Millais painted the majority of the background near Ewell in Surrey in the late summer and autumn of 1851, while he and Hunt were living at Worcester Park Farm. It was from a brick wall adjoining an orchard. Some of the flowers depicted in the scene may have been chosen because of the contemporary interest in the so-called language of flowers. The blue Canterbury Bells at the left, for example, can stand for faith and constancy. Returning to London after the weather turned too cold to work out-of-doors in November, he painted in the figures: the face of the man was from that of Millais's family friend Arthur Lemprière, and the woman was posed for by Anne Ryan.

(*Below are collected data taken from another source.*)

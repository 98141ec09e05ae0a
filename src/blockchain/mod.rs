// Blockchain module
//
// This module contains the core ledger implementation including:
// - Block structure and proof-of-work validity
// - Blockchain structure with the pending-transaction pool
// - Signed transaction structure
// - Cryptography utilities (ed25519 keys, hex addresses)
// - Miner with background runs and cancellation
// - Ledger service wiring admission to mining

pub mod block;
pub mod chain;
pub mod crypto;
pub mod miner;
pub mod service;
pub mod transaction;

// Re-export main components for easier access
pub use block::Block;
pub use chain::{Blockchain, BlockchainError, ChainConfig};
pub use crypto::{Address, Wallet};
pub use miner::{MineHandle, MineOutcome, Miner};
pub use service::LedgerService;
pub use transaction::Transaction;
use std::sync::{Arc, Mutex};

use log::{error, info};
use serde::{Deserialize, Serialize};
use thiserror::Error;

use super::block::Block;
use super::crypto::Address;
use super::transaction::{Transaction, TransactionError};

/// Errors that can occur during blockchain operations
#[derive(Debug, Error)]
pub enum BlockchainError {
    #[error("Transaction error: {0}")]
    Transaction(#[from] TransactionError),

    #[error("Address cannot be empty")]
    InvalidAddress,

    #[error("Transaction amount must be greater than zero: {0}")]
    InvalidAmount(f64),

    #[error("Transaction signature is invalid")]
    InvalidSignature,

    #[error("Insufficient balance: required {required}, available {available}")]
    InsufficientBalance { required: f64, available: f64 },

    #[error("Invalid block: {0}")]
    InvalidBlock(String),

    #[error("Stale block: previous hash {found} does not match chain tip {tip}")]
    StaleBlock { tip: String, found: String },

    #[error("Invalid chain: block {index} has an incorrect previous hash")]
    BrokenChainLink { index: usize },

    #[error("Invalid block: block {index} is not valid")]
    InvalidBlockAt { index: usize },

    #[error("Blockchain is empty")]
    EmptyChain,

    #[error("Mining worker terminated abnormally")]
    WorkerPanicked,
}

/// Parameters for one chain flavor.
///
/// Behavior differences between the main and test networks are plain data
/// here; the test network's signature exemption is the `require_signatures`
/// policy flag, applied in both admission and block validation.
#[derive(Debug, Clone, Serialize, Deserialize)]
pub struct ChainConfig {
    /// Human-readable chain name
    pub name: String,

    /// Number of leading zero characters required in a block hash
    pub difficulty: usize,

    /// Base reward paid to the miner of a block
    pub mining_reward: f64,

    /// Flat fee charged on top of every user transaction
    pub fee: f64,

    /// Whether admission and block validation verify transaction signatures
    pub require_signatures: bool,
}

impl ChainConfig {
    /// The main network: signed transactions, flat fee
    pub fn mainnet() -> Self {
        ChainConfig {
            name: "Main Chain".to_string(),
            difficulty: 5,
            mining_reward: 50.0,
            fee: 0.25,
            require_signatures: true,
        }
    }

    /// The test network: higher reward, no fee, no signature checks
    pub fn testnet() -> Self {
        ChainConfig {
            name: "Test Chain".to_string(),
            difficulty: 5,
            mining_reward: 100.0,
            fee: 0.0,
            require_signatures: false,
        }
    }
}

/// The ledger: an append-only chain of blocks plus the pool of pending
/// transactions, shared behind clone-able handles.
///
/// Lock order is always chain before pending; a block commit holds both
/// locks so readers never observe an appended block without the matching
/// pool clear.
#[derive(Debug, Clone)]
pub struct Blockchain {
    /// The chain of blocks, index 0 = genesis
    chain: Arc<Mutex<Vec<Block>>>,

    /// Pending transactions to be included in the next block
    pending_transactions: Arc<Mutex<Vec<Transaction>>>,

    /// Chain parameters
    config: ChainConfig,
}

impl Blockchain {
    /// Creates a new blockchain with a mined genesis block
    ///
    /// # Arguments
    ///
    /// * `config` - The chain parameters
    ///
    /// # Returns
    ///
    /// A new Blockchain instance
    pub fn new(config: ChainConfig) -> Self {
        let genesis = Self::create_genesis_block(&config);

        info!(
            "{}: created genesis block {} at nonce {}",
            config.name,
            genesis.hash(),
            genesis.nonce()
        );

        Blockchain {
            chain: Arc::new(Mutex::new(vec![genesis])),
            pending_transactions: Arc::new(Mutex::new(Vec::new())),
            config,
        }
    }

    /// Creates the genesis block: previous hash "0", one system transaction,
    /// mined to the configured difficulty so the block passes its own
    /// validity check.
    fn create_genesis_block(config: &ChainConfig) -> Block {
        let genesis_transaction = Transaction::new_system(Address::new("0"), 1.0);

        let mut block = Block::new("0".to_string(), vec![genesis_transaction]);
        let target = "0".repeat(config.difficulty);

        block.generate_hash();
        while !block.hash().starts_with(&target) {
            block.increment_nonce();
            block.generate_hash();
        }

        block
    }

    pub fn name(&self) -> &str {
        &self.config.name
    }

    pub fn difficulty(&self) -> usize {
        self.config.difficulty
    }

    pub fn fee(&self) -> f64 {
        self.config.fee
    }

    /// The payout for mining a block: the base reward plus the flat fee
    pub fn mining_reward(&self) -> f64 {
        self.config.mining_reward + self.config.fee
    }

    pub fn config(&self) -> &ChainConfig {
        &self.config
    }

    /// Gets the last block in the chain
    ///
    /// # Returns
    ///
    /// Result with the last committed block
    pub fn latest_block(&self) -> Result<Block, BlockchainError> {
        let chain = self.chain.lock().unwrap();

        chain.last().cloned().ok_or(BlockchainError::EmptyChain)
    }

    /// Gets a snapshot of the entire chain
    pub fn get_chain(&self) -> Vec<Block> {
        self.chain.lock().unwrap().clone()
    }

    /// Gets a snapshot of the pending transactions
    pub fn pending_transactions(&self) -> Vec<Transaction> {
        self.pending_transactions.lock().unwrap().clone()
    }

    /// Computes a wallet balance by replaying every transaction in every
    /// committed block: amounts received minus amounts sent. Pending
    /// transactions are never counted.
    ///
    /// # Arguments
    ///
    /// * `address` - The wallet address to query
    ///
    /// # Returns
    ///
    /// Result with the derived balance
    pub fn balance_of(&self, address: &str) -> Result<f64, BlockchainError> {
        if address.is_empty() {
            return Err(BlockchainError::InvalidAddress);
        }

        let chain = self.chain.lock().unwrap();

        Ok(Self::address_balance(&chain, address))
    }

    fn address_balance(chain: &[Block], address: &str) -> f64 {
        chain
            .iter()
            .flat_map(|block| block.transactions())
            .map(|tx| {
                let received = if tx.recipient.0 == address { tx.amount } else { 0.0 };
                let sent = if tx.sender.0 == address { tx.amount } else { 0.0 };
                received - sent
            })
            .sum()
    }

    /// Runs the admission pipeline for one transaction against the committed
    /// chain and the current pool. Each step short-circuits on failure.
    fn verify_transaction(
        &self,
        chain: &[Block],
        pending: &[Transaction],
        transaction: &Transaction,
    ) -> Result<(), BlockchainError> {
        // System transactions (genesis, mining rewards) are admitted as-is
        if transaction.is_system() {
            return Ok(());
        }

        if transaction.sender.is_empty() || transaction.recipient.is_empty() {
            return Err(BlockchainError::InvalidAddress);
        }

        if transaction.amount <= 0.0 {
            return Err(BlockchainError::InvalidAmount(transaction.amount));
        }

        if self.config.require_signatures && !transaction.verify_signature() {
            return Err(BlockchainError::InvalidSignature);
        }

        let balance = Self::address_balance(chain, &transaction.sender.0);
        let amount_with_fee = transaction.amount + self.config.fee;

        if balance < amount_with_fee {
            return Err(BlockchainError::InsufficientBalance {
                required: amount_with_fee,
                available: balance,
            });
        }

        // The sender must also cover everything they already have pending,
        // so a burst of admissions cannot jointly overspend one balance
        let pending_total: f64 = pending
            .iter()
            .filter(|tx| tx.sender == transaction.sender)
            .map(|tx| tx.amount)
            .sum();

        if pending_total + amount_with_fee > balance {
            return Err(BlockchainError::InsufficientBalance {
                required: pending_total + amount_with_fee,
                available: balance,
            });
        }

        Ok(())
    }

    /// Adds a transaction to the pending pool after running the admission
    /// pipeline. A failed admission leaves the pool untouched.
    ///
    /// # Arguments
    ///
    /// * `transaction` - The transaction to admit
    ///
    /// # Returns
    ///
    /// Result indicating success or the first failed admission rule
    pub fn add_transaction(&self, transaction: Transaction) -> Result<(), BlockchainError> {
        let chain = self.chain.lock().unwrap();
        let mut pending = self.pending_transactions.lock().unwrap();

        self.verify_transaction(&chain, &pending, &transaction)?;
        pending.push(transaction);

        Ok(())
    }

    /// Adds a batch of transactions atomically: every member must pass the
    /// admission pipeline (each validated against the pool plus the earlier
    /// members of the same batch) or none is admitted.
    ///
    /// Used when one logical transfer is split into several records, e.g. a
    /// value transaction plus its fee transaction.
    pub fn add_transactions(&self, transactions: Vec<Transaction>) -> Result<(), BlockchainError> {
        let chain = self.chain.lock().unwrap();
        let mut pending = self.pending_transactions.lock().unwrap();

        let admitted_len = pending.len();
        for transaction in transactions {
            if let Err(err) = self.verify_transaction(&chain, &pending, &transaction) {
                pending.truncate(admitted_len);
                return Err(err);
            }
            pending.push(transaction);
        }

        Ok(())
    }

    /// Appends a mined block to the chain and clears the pending pool. This
    /// is the only mutator of the committed chain.
    ///
    /// The block is re-validated here: it must satisfy the policy-aware
    /// validity check and still extend the current tip. A candidate whose
    /// previous hash went stale (another miner committed first) is rejected,
    /// which keeps racing miners safe.
    ///
    /// # Arguments
    ///
    /// * `block` - The mined block to commit
    ///
    /// # Returns
    ///
    /// Result indicating success or the rejection reason
    pub fn add_block(&self, block: Block) -> Result<(), BlockchainError> {
        let mut chain = self.chain.lock().unwrap();
        let mut pending = self.pending_transactions.lock().unwrap();

        if !block.is_valid_with_policy(self.config.difficulty, self.config.require_signatures) {
            return Err(BlockchainError::InvalidBlock(block.hash().to_string()));
        }

        let tip = chain.last().ok_or(BlockchainError::EmptyChain)?;
        if block.previous_hash() != tip.hash() {
            return Err(BlockchainError::StaleBlock {
                tip: tip.hash().to_string(),
                found: block.previous_hash().to_string(),
            });
        }

        info!(
            "{}: committed block {} with {} transactions",
            self.config.name,
            block.hash(),
            block.transactions().len()
        );

        chain.push(block);
        pending.clear();

        Ok(())
    }

    /// Validates the whole chain from index 1: every block must link to its
    /// predecessor's hash and pass the policy-aware validity check. The
    /// first broken block wins and its index is carried in the error.
    pub fn validate_chain(&self) -> Result<(), BlockchainError> {
        let chain = self.chain.lock().unwrap();

        for index in 1..chain.len() {
            let current = &chain[index];
            let previous = &chain[index - 1];

            if current.previous_hash() != previous.hash() {
                return Err(BlockchainError::BrokenChainLink { index });
            }

            if !current.is_valid_with_policy(self.config.difficulty, self.config.require_signatures)
            {
                return Err(BlockchainError::InvalidBlockAt { index });
            }
        }

        Ok(())
    }

    /// Boolean wrapper around `validate_chain`: logs the failure and returns
    /// false instead of propagating it.
    pub fn is_chain_valid(&self) -> bool {
        match self.validate_chain() {
            Ok(()) => true,
            Err(err) => {
                error!("{}: chain validation failed: {}", self.config.name, err);
                false
            }
        }
    }

    #[cfg(test)]
    pub(crate) fn corrupt_block<F>(&self, index: usize, mutate: F)
    where
        F: FnOnce(&mut Block),
    {
        let mut chain = self.chain.lock().unwrap();
        mutate(&mut chain[index]);
    }

    #[cfg(test)]
    pub(crate) fn set_difficulty(&mut self, difficulty: usize) {
        self.config.difficulty = difficulty;
    }
}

Millais intended his later painting, The Escape of a Heretic, 1559, of 1856–57 to be a pendant (companion piece) to A Huguenot, on St. Bartholomew's Day.

==Reception==
The painting was exhibited with Ophelia and his portrait of Mrs. Coventry Patmore (Fitzwilliam Museum, Cambridge) at the Royal Academy of Arts in 1852, and helped to change attitudes towards the Pre-Raphaelites. Tom Taylor wrote an extremely positive review in Punch. It was produced as a reproductive print by the dealer D. White and engraved in mezzotint by Thomas Oldham Barlow in 1856. This became Millais's first major popular success in this medium, and the artist went on to produce a number of other paintings on similar subjects to serve a growing middle class market for engravings. These include The Order of Release, 1746 (Tate, London), The Proscribed Royalist, 1651 (Andrew Lloyd-Webber Collection), and The Black Brunswicker (Lady Lever Art Gallery, Port Sunlight). All were successfully engraved.

There are smaller watercolour versions of the picture in The Higgins Art Gallery, Bedford, the Fogg Art Museum, Harvard University, and a reduced oil replica in the Andrew Lloyd-Webber Collection, all by Millais.

The painting is part of the privately-owned Makins Collection.